Title: Greenhouse germination and characterization of Synchytrium solstitiale resting spores

item Eskandari, Farivar
item Bruckart, William

Submitted to: Phytopathology
Publication Type: Abstract Only
Publication Acceptance Date: 3/25/2009
Publication Date: 3/25/2009
Citation: Eskandari, F., Bruckart, W.L. 2009. Greenhouse germination and characterization of Synchytrium solstitiale resting spores. Phytopathology. 99(6, Supplement): S203.

Interpretive Summary:

Technical Abstract: Synchytrium solstitiale was evaluated for suitability in biological control of yellow starthisle (YST). A protocol was developed for maintenance of S. solstitiale in galled tissue under greenhouse conditions. Recently, protocol has been developed for germination of resting spores. Resting spores mature in large numbers 7 to 10 days after galls develop, and they are distinct morphologically. For this reason, S. solstitiale is considered a long-cycled chytrid and it is described as diheterogallic. Resting spores are dark, single-celled, and embedded within leaf and petiole tissues. Leaves containing resting spores were dried and stored for two months. Leaves were surface sterilized for 10 minutes in 10 percent bleach and rinsed for 10 minutes each in three changes of sterile distilled water (SDW). Resting spores were scraped out of plant tissue, placed on 2 percent water agar (WA) in small Petri dishes, which were wrapped in aluminum foil and incubated at 10 (night) and 15 (day) centigrade. After 10 – 25 days, some resting spores germinated and formed a round yellow-orange vesicle on the outside. Further development of the vesicle occurred only after individual germinated resting spores were picked off of the WA and placed in SDW with streptomycin (100 ppm) in the well of a hanging-drop slide. Prepared slides were placed in a moist chamber and incubated under conditions described above. The opaque orange vesicles changed to a translucent pink in 2 to 24 hours, and movement of zoospores was seen after that development. The vesicle ruptured and zoospores were released in a manner similar to that of release from sori in galls.

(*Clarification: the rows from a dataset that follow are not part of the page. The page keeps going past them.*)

//! Read and write [OGR](https://gdal.org/) vector datasets as typed tables.
//!
//! A [`DatasetAdapter`] sits on top of a [`VectorEngine`] and turns layers into
//! [`Table`]s: one column per attribute field, in the layer's field order, and
//! a trailing [`GEOMETRY_COLUMN`] when geometry is read. Writing goes the other
//! way and always produces a fresh single-layer dataset.
//!
//! ## Use
//!
//! ```
//! use ogrio::{
//!     Column, ColumnType, DatasetAdapter, Geometry, Coord, MemoryEngine, ReadOptions, Table,
//!     Value, WriteOptions, GEOMETRY_COLUMN,
//! };
//!
//! let mut table = Table::new(
//!     vec![
//!         Column::new("name", ColumnType::Utf8),
//!         Column::new(GEOMETRY_COLUMN, ColumnType::Geometry),
//!     ],
//!     Some("EPSG:4326".to_string()),
//! )?;
//! table.push_row(vec![
//!     Value::from("Ottawa"),
//!     Value::Geometry(Geometry::Point(Coord::xy(-75.7, 45.4))),
//! ])?;
//!
//! let adapter = DatasetAdapter::new(MemoryEngine::new());
//! adapter.write(&table, "cities.gpkg", &WriteOptions::new("GPKG"))?;
//!
//! let read = adapter.read("cities.gpkg", &ReadOptions::default().where_clause("name = 'Ottawa'"))?;
//! assert_eq!(read.len(), 1);
//! # Ok::<(), ogrio::OgrioError>(())
//! ```
//!
//! With the `ogr` feature, [`OgrEngine`] does the same against GDAL and the
//! free functions [`list_layers`], [`read`] and [`write`] use a default one.

#![crate_name = "ogrio"]
#![crate_type = "lib"]

mod adapter;
pub mod drivers;
pub mod engine;
pub mod errors;
pub mod geometry;
mod options;
pub mod path;
pub mod table;

#[cfg(feature = "ogr")]
pub mod ogr;

#[cfg(test)]
mod test_utils;

pub use adapter::DatasetAdapter;
pub use drivers::{Driver, DriverCaps, RoundTrip};
pub use engine::memory::{MemoryDataset, MemoryEngine, MemoryLayer};
pub use engine::{LayerInfo, LayerSelector, VectorEngine};
pub use errors::{OgrioError, Result};
pub use geometry::{Coord, Geometry, GeometryKind, GeometryType};
pub use options::{ReadOptions, WriteOptions};
pub use path::DatasetPath;
pub use table::{Column, ColumnType, Table, Value, GEOMETRY_COLUMN};

#[cfg(feature = "ogr")]
pub use ogr::{list_layers, read, write, OgrEngine, OgrEngineBuilder};
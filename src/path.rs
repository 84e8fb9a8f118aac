//! Dataset paths, including GDAL virtual file system prefixes.
//!
//! URIs such as `zip://data.zip!countries.shp` or `s3://bucket/roads.gpkg` are
//! rewritten into the `/vsi...` form the engine understands. See
//! <https://gdal.org/user/virtual_file_systems.html>.

use std::fmt::{self, Display, Formatter};
use std::path::Path;

const ARCHIVE_SCHEMES: &[(&str, &str)] = &[
    ("zip", "/vsizip/"),
    ("tar", "/vsitar/"),
    ("gzip", "/vsigzip/"),
];

const TRANSPORT_SCHEMES: &[(&str, &str)] = &[
    ("http", "/vsicurl/"),
    ("https", "/vsicurl/"),
    ("s3", "/vsis3/"),
    ("gs", "/vsigs/"),
    ("az", "/vsiaz/"),
];

/// A normalised dataset location.
#[derive(Clone, Debug, PartialEq, Eq, Hash, PartialOrd, Ord)]
pub struct DatasetPath {
    path: String,
}

impl DatasetPath {
    pub fn new(input: impl AsRef<str>) -> Self {
        DatasetPath {
            path: to_vsi_path(input.as_ref()),
        }
    }

    pub fn as_str(&self) -> &str {
        &self.path
    }

    /// Whether the path goes through a virtual file system.
    pub fn is_virtual(&self) -> bool {
        self.path.starts_with("/vsi")
    }

    /// The path on the local file system, `None` for virtual paths.
    pub fn local_path(&self) -> Option<&Path> {
        (!self.is_virtual()).then(|| Path::new(&self.path))
    }

    /// File name without extension, used as default layer name on write.
    pub fn file_stem(&self) -> Option<&str> {
        Path::new(&self.path).file_stem().and_then(|s| s.to_str())
    }

    /// Lower-cased extension of the last path component.
    pub fn extension(&self) -> Option<String> {
        Path::new(&self.path)
            .extension()
            .and_then(|s| s.to_str())
            .map(str::to_ascii_lowercase)
    }
}

impl Display for DatasetPath {
    fn fmt(&self, f: &mut Formatter<'_>) -> fmt::Result {
        f.write_str(&self.path)
    }
}

impl From<&str> for DatasetPath {
    fn from(path: &str) -> Self {
        DatasetPath::new(path)
    }
}

impl From<String> for DatasetPath {
    fn from(path: String) -> Self {
        DatasetPath::new(path)
    }
}

impl From<&Path> for DatasetPath {
    fn from(path: &Path) -> Self {
        DatasetPath::new(path.to_string_lossy())
    }
}

impl From<&std::path::PathBuf> for DatasetPath {
    fn from(path: &std::path::PathBuf) -> Self {
        DatasetPath::from(path.as_path())
    }
}

fn lookup(table: &[(&str, &'static str)], scheme: &str) -> Option<&'static str> {
    table
        .iter()
        .find(|(name, _)| name.eq_ignore_ascii_case(scheme))
        .map(|(_, prefix)| *prefix)
}

fn to_vsi_path(input: &str) -> String {
    if input.starts_with("/vsi") {
        return input.to_string();
    }

    let Some((scheme, rest)) = input.split_once("://") else {
        if input.to_ascii_lowercase().ends_with(".zip") {
            return format!("/vsizip/{input}");
        }
        return input.to_string();
    };

    // `archive+transport://`, e.g. `zip+https://host/data.zip!inner.shp`
    let (archive, transport) = match scheme.split_once('+') {
        Some((archive, transport)) => (lookup(ARCHIVE_SCHEMES, archive), Some(transport)),
        None => match lookup(ARCHIVE_SCHEMES, scheme) {
            Some(archive) => (Some(archive), None),
            None => (None, Some(scheme)),
        },
    };

    let (outer, inner) = match rest.split_once('!') {
        Some((outer, inner)) => (outer, Some(inner.trim_start_matches('/'))),
        None => (rest, None),
    };

    let mut path = match transport {
        Some(t) if t.eq_ignore_ascii_case("file") => outer.to_string(),
        Some(t) => match lookup(TRANSPORT_SCHEMES, t) {
            Some(prefix) if prefix == "/vsicurl/" => format!("{prefix}{t}://{outer}"),
            Some(prefix) => format!("{prefix}{outer}"),
            // unknown scheme, let the engine decide what to do with it
            None => return input.to_string(),
        },
        None => outer.to_string(),
    };

    if let Some(archive) = archive {
        path = format!("{archive}{path}");
    }
    if let Some(inner) = inner {
        path = format!("{path}/{inner}");
    }
    path
}
//! Attribute filters for the in-memory engine.
//!
//! Understands the subset of OGR SQL that attribute filters use in practice:
//! comparisons (`= <> != < <= > >=`), `AND`, `OR`, `NOT`, `IN (...)`,
//! `IS [NOT] NULL`, `LIKE` with `%`/`_` wildcards, and parentheses. Field names
//! may be bare or double-quoted, strings are single-quoted (`''` escapes a quote).
//!
//! Evaluation is three-valued: any comparison involving a null is unknown and a
//! feature only matches when the whole expression is true.

use std::cmp::Ordering;

use crate::engine::{FieldDefn, FieldValue};

#[derive(Clone, Debug, PartialEq)]
enum Token {
    Ident(String),
    Str(String),
    Num(f64),
    Op(&'static str),
    LParen,
    RParen,
    Comma,
}

#[derive(Clone, Debug, PartialEq)]
enum Literal {
    Str(String),
    Num(f64),
}

#[derive(Clone, Copy, Debug, PartialEq)]
enum CmpOp {
    Eq,
    Ne,
    Lt,
    Le,
    Gt,
    Ge,
}

#[derive(Clone, Debug, PartialEq)]
enum Operand {
    Field(usize),
    Literal(Literal),
}

#[derive(Clone, Debug, PartialEq)]
enum Expr {
    And(Box<Expr>, Box<Expr>),
    Or(Box<Expr>, Box<Expr>),
    Not(Box<Expr>),
    Cmp(Operand, CmpOp, Operand),
    In {
        field: usize,
        values: Vec<Literal>,
        negated: bool,
    },
    IsNull {
        field: usize,
        negated: bool,
    },
    Like {
        field: usize,
        pattern: String,
        negated: bool,
    },
}

/// A parsed filter bound to a layer's fields.
#[derive(Clone, Debug, PartialEq)]
pub struct AttributeFilter {
    expr: Expr,
}

impl AttributeFilter {
    /// Parse `clause` against `fields`. The error is a human-readable parser
    /// diagnostic.
    pub fn parse(clause: &str, fields: &[FieldDefn]) -> Result<AttributeFilter, String> {
        let tokens = tokenize(clause)?;
        let mut parser = Parser {
            tokens,
            pos: 0,
            fields,
            nesting: 0,
            connectives: 0,
        };
        let expr = parser.parse_or()?;
        if let Some(token) = parser.peek() {
            return Err(format!("unexpected {} after end of expression", describe(token)));
        }
        Ok(AttributeFilter { expr })
    }

    /// Whether `values` (aligned with the fields given to [`parse`](Self::parse)) match.
    pub fn matches(&self, values: &[FieldValue]) -> bool {
        eval(&self.expr, values) == Some(true)
    }
}

fn describe(token: &Token) -> String {
    match token {
        Token::Ident(name) => format!("'{name}'"),
        Token::Str(s) => format!("string '{s}'"),
        Token::Num(n) => format!("number {n}"),
        Token::Op(op) => format!("'{op}'"),
        Token::LParen => "'('".to_string(),
        Token::RParen => "')'".to_string(),
        Token::Comma => "','".to_string(),
    }
}

fn tokenize(input: &str) -> Result<Vec<Token>, String> {
    let chars: Vec<char> = input.chars().collect();
    let mut tokens = Vec::new();
    let mut i = 0;
    while i < chars.len() {
        let c = chars[i];
        match c {
            c if c.is_whitespace() => i += 1,
            '(' => {
                tokens.push(Token::LParen);
                i += 1;
            }
            ')' => {
                tokens.push(Token::RParen);
                i += 1;
            }
            ',' => {
                tokens.push(Token::Comma);
                i += 1;
            }
            '\'' | '"' => {
                let quote = c;
                let mut value = String::new();
                i += 1;
                loop {
                    match chars.get(i) {
                        None => return Err(format!("unterminated quoted text starting at {value}")),
                        Some(&q) if q == quote && chars.get(i + 1) == Some(&quote) => {
                            value.push(quote);
                            i += 2;
                        }
                        Some(&q) if q == quote => {
                            i += 1;
                            break;
                        }
                        Some(&other) => {
                            value.push(other);
                            i += 1;
                        }
                    }
                }
                tokens.push(if quote == '\'' {
                    Token::Str(value)
                } else {
                    Token::Ident(value)
                });
            }
            '=' => {
                tokens.push(Token::Op("="));
                i += 1;
            }
            '<' | '>' | '!' => {
                let next = chars.get(i + 1).copied();
                let op = match (c, next) {
                    ('<', Some('=')) => "<=",
                    ('<', Some('>')) => "<>",
                    ('>', Some('=')) => ">=",
                    ('!', Some('=')) => "!=",
                    ('<', _) => "<",
                    ('>', _) => ">",
                    _ => return Err("unexpected character '!'".to_string()),
                };
                i += op.len();
                tokens.push(Token::Op(op));
            }
            c if c.is_ascii_digit()
                || c == '.'
                || ((c == '-' || c == '+')
                    && chars.get(i + 1).is_some_and(|n| n.is_ascii_digit() || *n == '.')) =>
            {
                let start = i;
                i += 1;
                while i < chars.len() && (chars[i].is_ascii_digit() || chars[i] == '.') {
                    i += 1;
                }
                if i < chars.len() && (chars[i] == 'e' || chars[i] == 'E') {
                    i += 1;
                    if i < chars.len() && (chars[i] == '-' || chars[i] == '+') {
                        i += 1;
                    }
                    while i < chars.len() && chars[i].is_ascii_digit() {
                        i += 1;
                    }
                }
                let text: String = chars[start..i].iter().collect();
                let value = text
                    .parse::<f64>()
                    .map_err(|_| format!("invalid number '{text}'"))?;
                tokens.push(Token::Num(value));
            }
            c if c.is_alphabetic() || c == '_' => {
                let start = i;
                while i < chars.len() && (chars[i].is_alphanumeric() || chars[i] == '_') {
                    i += 1;
                }
                tokens.push(Token::Ident(chars[start..i].iter().collect()));
            }
            other => return Err(format!("unexpected character '{other}'")),
        }
    }
    Ok(tokens)
}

YST inoculated with germinated resting spores at the orange vesicle stage became infected following the same protocol for inoculating YST with galled leaf material. These results prove the viability of resting spores and suggest they are a functional part of the S. solstitiale life cycle. Characterization of resting spore germination should facilitate taxonomic characterization of S. solstitiale.